The Fork in the Road

Dear readers:

I am a follower of the Word Craft column that is published almost every weekend in the Wall Street Journal. The contributing authors may be established writers, debut unknowns, or a writer falling somewhere in between. Each selection describes thoughts about an array of subjects: poetry, fiction, essays, even translations and  the occasional storyboard art. I am struck by the similarities in the examples of great stories they praise. Frequent notables include Flannery O’Conner, F. Scott Fitzgerald, and J. D Salinger. I have read publications by all of these. But I wonder where are the big guns: the Stephen Kings, Dan Browns, and J. K. Rolands of the publishing world? I have also read a sampling of their books. Why are they not mentioned but so successful? A conundrum.

It appears that a new manuscripts can take two paths. One will be the wildly successful, hit the New York Times best seller list, and make gobs of money en route. Or the lesser road involves publishing pretty much on your own either through small and university presses or self-publishing and, after exhausting one’s friends and relatives, hoping to break even on one’s investment. So the outcomes are viral fame and fortune or self-satisfaction of a task accomplished and a goal met.

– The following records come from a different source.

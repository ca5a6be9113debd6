//! pomgraph CLI - build a module graph from Maven descriptors.
//!
//! Scans one or more directories for `pom.xml` files, links the modules
//! they describe by parent, sub-module and dependency relations, and
//! writes the result as GraphML (or JSON / DOT).

use anyhow::{Context, Result};
use clap::Parser;
use colored::Colorize;
use std::path::{Path, PathBuf};
use tracing_subscriber::{fmt, prelude::*, EnvFilter};

use pomgraph_core::{
    build_module_graph, exporter, BuildOptions, BuildReport, ExportFormat, RelationKind,
    ScanOptions,
};

mod config;

use config::{PomgraphConfig, CONFIG_FILE_NAME};

/// Build a module graph from Maven descriptors.
///
/// Every `pom.xml` under the given directories becomes a node; parent,
/// sub-module and dependency declarations become labeled edges.
#[derive(Parser)]
#[command(name = "pomgraph")]
#[command(author, version)]
#[command(about = "Build a module graph from Maven pom.xml descriptors")]
#[command(after_help = "Examples:
  pomgraph modules.graphml ./my-project
  pomgraph --relations dependency deps.graphml ./services ./libs
  pomgraph -F dot modules.dot .")]
pub struct Cli {
    /// File to write the graph to
    #[arg(value_name = "GRAPH_OUTPUT_FILE")]
    output: PathBuf,

    /// Directories to scan for pom.xml files
    #[arg(value_name = "MAVEN_MODULE_DIR", required = true)]
    roots: Vec<PathBuf>,

    /// Relation kinds to include (comma-separated: parent,module,dependency)
    #[arg(long, value_delimiter = ',')]
    relations: Option<Vec<RelationKind>>,

    /// Parent edges are always included; kept for compatibility
    #[arg(long, hide = true)]
    include_parent_edges: bool,

    /// Output format: graphml, json, dot (overrides config default)
    #[arg(short = 'F', long)]
    format: Option<ExportFormat>,

    /// Pretty-print JSON output
    #[arg(long)]
    pretty: bool,

    /// Configuration file (defaults to .pomgraph.toml in the working directory)
    #[arg(long, value_name = "PATH")]
    config: Option<PathBuf>,

    /// Enable verbose output (debug logging)
    #[arg(short, long)]
    verbose: bool,

    /// Suppress all output except errors
    #[arg(short, long, conflicts_with = "verbose")]
    quiet: bool,
}

/// Setup logging based on verbosity
fn setup_logging(verbose: bool, quiet: bool) {
    let filter = if quiet {
        "error"
    } else if verbose {
        "debug"
    } else {
        "warn"
    };

    tracing_subscriber::registry()
        .with(fmt::layer().with_writer(std::io::stderr))
        .with(EnvFilter::try_from_default_env().unwrap_or_else(|_| EnvFilter::new(filter)))
        .init();
}

/// Settings after merging CLI flags over the config file.
struct Settings {
    build: BuildOptions,
    format: ExportFormat,
    pretty: bool,
}

impl Settings {
    /// CLI flag > config > built-in default.
    fn resolve(cli: &Cli, config: &PomgraphConfig) -> Self {
        let scan = ScanOptions {
            ignore_patterns: config.ignore_patterns(),
            respect_gitignore: config.scanner.respect_gitignore,
            include_hidden: config.scanner.include_hidden,
            follow_symlinks: config.scanner.follow_symlinks,
        };

        let relations = cli
            .relations
            .clone()
            .or_else(|| config.relations())
            .unwrap_or_else(|| RelationKind::ALL.to_vec());

        Self {
            build: BuildOptions {
                scan,
                relations,
                parallel_reads: config.graph.parallel_reads,
            },
            format: cli
                .format
                .or_else(|| config.default_format())
                .unwrap_or_default(),
            pretty: cli.pretty || config.output.pretty,
        }
    }
}

fn load_config(explicit: Option<&Path>) -> Result<PomgraphConfig> {
    match explicit {
        Some(path) => PomgraphConfig::load_from(path),
        None => Ok(PomgraphConfig::load(Path::new("."))),
    }
}

fn print_summary(output: &Path, format: ExportFormat, report: &BuildReport) {
    println!(
        "{} Wrote {} ({})",
        "SUCCESS:".green().bold(),
        output.display(),
        format
    );
    println!(
        "  Nodes: {}  Edges: {}  Descriptors: {}  Duration: {}ms",
        report.graph.node_count().to_string().green(),
        report.graph.edge_count().to_string().green(),
        report.descriptor_count,
        report.duration.as_millis().to_string().yellow()
    );
    if report.scan_errors > 0 {
        println!(
            "  {} {} unreadable entries skipped",
            "WARNING:".yellow().bold(),
            report.scan_errors
        );
    }
}

fn main() -> Result<()> {
    let cli = Cli::parse();

    setup_logging(cli.verbose, cli.quiet);

    if cli.include_parent_edges {
        tracing::debug!("--include-parent-edges has no effect; parent edges are always built");
    }

    let config = load_config(cli.config.as_deref())
        .with_context(|| format!("Failed to load configuration (default: {})", CONFIG_FILE_NAME))?;
    let settings = Settings::resolve(&cli, &config);

    let report = build_module_graph(&cli.roots, &settings.build)?;
    let rendered = exporter::export(&report.graph, settings.format, settings.pretty)?;

    std::fs::write(&cli.output, rendered)
        .with_context(|| format!("Failed to write graph to {}", cli.output.display()))?;

    if !cli.quiet {
        print_summary(&cli.output, settings.format, &report);
    }

    Ok(())
}

#[cfg(test)]
mod tests {
    use super::*;

    fn parse(args: &[&str]) -> Cli {
        Cli::try_parse_from(std::iter::once("pomgraph").chain(args.iter().copied())).unwrap()
    }

    #[test]
    fn test_requires_output_and_root() {
        assert!(Cli::try_parse_from(["pomgraph", "out.graphml"]).is_err());
        let cli = parse(&["out.graphml", "a", "b"]);
        assert_eq!(cli.roots, vec![PathBuf::from("a"), PathBuf::from("b")]);
    }

    #[test]
    fn test_relations_flag() {
        let cli = parse(&["--relations", "dependency,module", "out.graphml", "."]);
        assert_eq!(
            cli.relations,
            Some(vec![RelationKind::Dependency, RelationKind::Module])
        );
        assert!(Cli::try_parse_from(["pomgraph", "--relations", "imports", "o", "."]).is_err());
    }

    #[test]
    fn test_legacy_flag_is_accepted() {
        let cli = parse(&["--include-parent-edges", "out.graphml", "."]);
        assert!(cli.include_parent_edges);
    }

    #[test]
    fn test_cli_overrides_config() {
        let config: PomgraphConfig = toml::from_str(
            r#"
[graph]
relations = ["parent"]
parallel_reads = false

[output]
format = "json"
"#,
        )
        .unwrap();

        let settings = Settings::resolve(&parse(&["out", "."]), &config);
        assert_eq!(settings.format, ExportFormat::Json);
        assert_eq!(settings.build.relations, vec![RelationKind::Parent]);
        assert!(!settings.build.parallel_reads);

        let cli = parse(&["-F", "dot", "--relations", "module", "out", "."]);
        let settings = Settings::resolve(&cli, &config);
        assert_eq!(settings.format, ExportFormat::Dot);
        assert_eq!(settings.build.relations, vec![RelationKind::Module]);
    }

    #[test]
    fn test_defaults_without_config() {
        let settings = Settings::resolve(&parse(&["out", "."]), &PomgraphConfig::default());
        assert_eq!(settings.format, ExportFormat::Graphml);
        assert_eq!(settings.build.relations, RelationKind::ALL.to_vec());
        assert!(settings
            .build
            .scan
            .ignore_patterns
            .contains(&"target/".to_string()));
    }
}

As I have learned the baby steps in creative writing I have become a better reader. Familiar with accepted rules and regulations of “good” writing, I am more critical of even best-selling authors. Some ignore the logic of their plot twists to the point of my thinking “Whoa. This couldn’t possibly happen.” Or the tale which shifts from one POV to another to yet a third and continues back and forth and yonder for the entire book. Or think about Roy Peter Clarks comment, in his writing manual Writing Tools, on Harry Potter’s author’s overuse of the dreaded “ly” words: “I conclude with a disclaimer: The wealthiest writer in the world is J.K Rowling…She loves adverbs…If you want to make more money than the Queen of England, maybe you should use more adverbs.” My personal opinion is that the reading public doesn’t know or care about the writing rules. They just know they like drama, intrigue, the page-turner and the hell with conformity to established regulations. So there’s hope for us all. One way or another, the road to seeing our writing in print is inevitable. The plot thickens.